> [EXERCISE GOAL] Restate word for word the line containing "fn tools(&self) ->" and each line that follows it, through the last line below, and nothing else.

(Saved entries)
——

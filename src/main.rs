#[tokio::main]
async fn main() {
    if let Err(err) = nable_mcp::mcp::server::run_stdio().await {
        match &err.hint {
            Some(hint) => eprintln!("nable-mcp: {} ({})", err, hint),
            None => eprintln!("nable-mcp: {}", err),
        }
        std::process::exit(1);
    }
}
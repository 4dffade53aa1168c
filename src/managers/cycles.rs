use crate::errors::ToolError;
use crate::services::logger::Logger;
use crate::services::nable_client::NableClient;
use crate::utils::params::{path_segment, present_str, split_list};
use crate::utils::tool_errors::unrouted_tool_error;
use serde_json::{Map, Value};
use std::sync::Arc;

const CYCLE_TOOLS: &[&str] = &["nable_get_patient_cycles", "nable_get_cycle_details"];

/// Sub-resources of a cycle, in the order they are fetched.
pub const CYCLE_SECTIONS: &[&str] = &["embryology", "medications", "ultrasounds"];
pub const DEFAULT_CYCLE_SECTION: &str = "embryology";

#[derive(Clone)]
pub struct CycleManager {
    logger: Logger,
    client: Arc<NableClient>,
}

impl CycleManager {
    pub fn new(logger: Logger, client: Arc<NableClient>) -> Self {
        Self {
            logger: logger.child("cycles"),
            client,
        }
    }

    pub async fn handle_action(
        &self,
        tool: &str,
        args: Map<String, Value>,
    ) -> Result<Value, ToolError> {
        match tool {
            "nable_get_patient_cycles" => {
                let patient_id = path_segment(&args, "patient_id")?;
                Ok(self
                    .client
                    .get(&format!("/patients/{}/cycles", patient_id), None)
                    .await?
                    .into_value())
            }
            "nable_get_cycle_details" => self.cycle_details(&args).await,
            _ => Err(unrouted_tool_error("cycles", tool, CYCLE_TOOLS)),
        }
    }

    async fn cycle_details(&self, args: &Map<String, Value>) -> Result<Value, ToolError> {
        let patient_id = path_segment(args, "patient_id")?;
        let cycle_id = path_segment(args, "cycle_id")?;
        let base = format!("/patients/{}/cycles/{}", patient_id, cycle_id);

        let mut out = Map::new();
        out.insert(
            "cycle".to_string(),
            self.client.get(&base, None).await?.into_value(),
        );
        for section in requested_sections(present_str(args, "include")) {
            let envelope = self
                .client
                .get(&format!("{}/{}", base, section), None)
                .await?;
            out.insert(section.to_string(), envelope.into_value());
        }
        Ok(Value::Object(out))
    }
}

/// Known sections named in `include`, in fetch order. Nothing named at all
/// means embryology only; unknown names are ignored.
pub fn requested_sections(include: Option<&str>) -> Vec<&'static str> {
    let named = include.map(split_list).unwrap_or_default();
    if named.is_empty() {
        return vec![DEFAULT_CYCLE_SECTION];
    }
    CYCLE_SECTIONS
        .iter()
        .copied()
        .filter(|section| named.iter().any(|n| n.as_str() == *section))
        .collect()
}

#[async_trait::async_trait]
impl crate::services::tool_executor::ToolHandler for CycleManager {
    fn tools(&self) -> &'static [&'static str] {
        CYCLE_TOOLS
    }

    async fn handle(&self, tool: &str, args: Map<String, Value>) -> Result<Value, ToolError> {
        self.logger
            .debug("handle_action", Some(&Value::String(tool.to_string())));
        self.handle_action(tool, args).await
    }
}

——

> [TASK RESULT]
    fn tools(&self) -> &'static [&'static str] {
        CYCLE_TOOLS
    }

    async fn handle(&self, tool: &str, args: Map<String, Value>) -> Result<Value, ToolError> {
        self.logger
            .debug("handle_action", Some(&Value::String(tool.to_string())));
        self.handle_action(tool, args).await
    }
}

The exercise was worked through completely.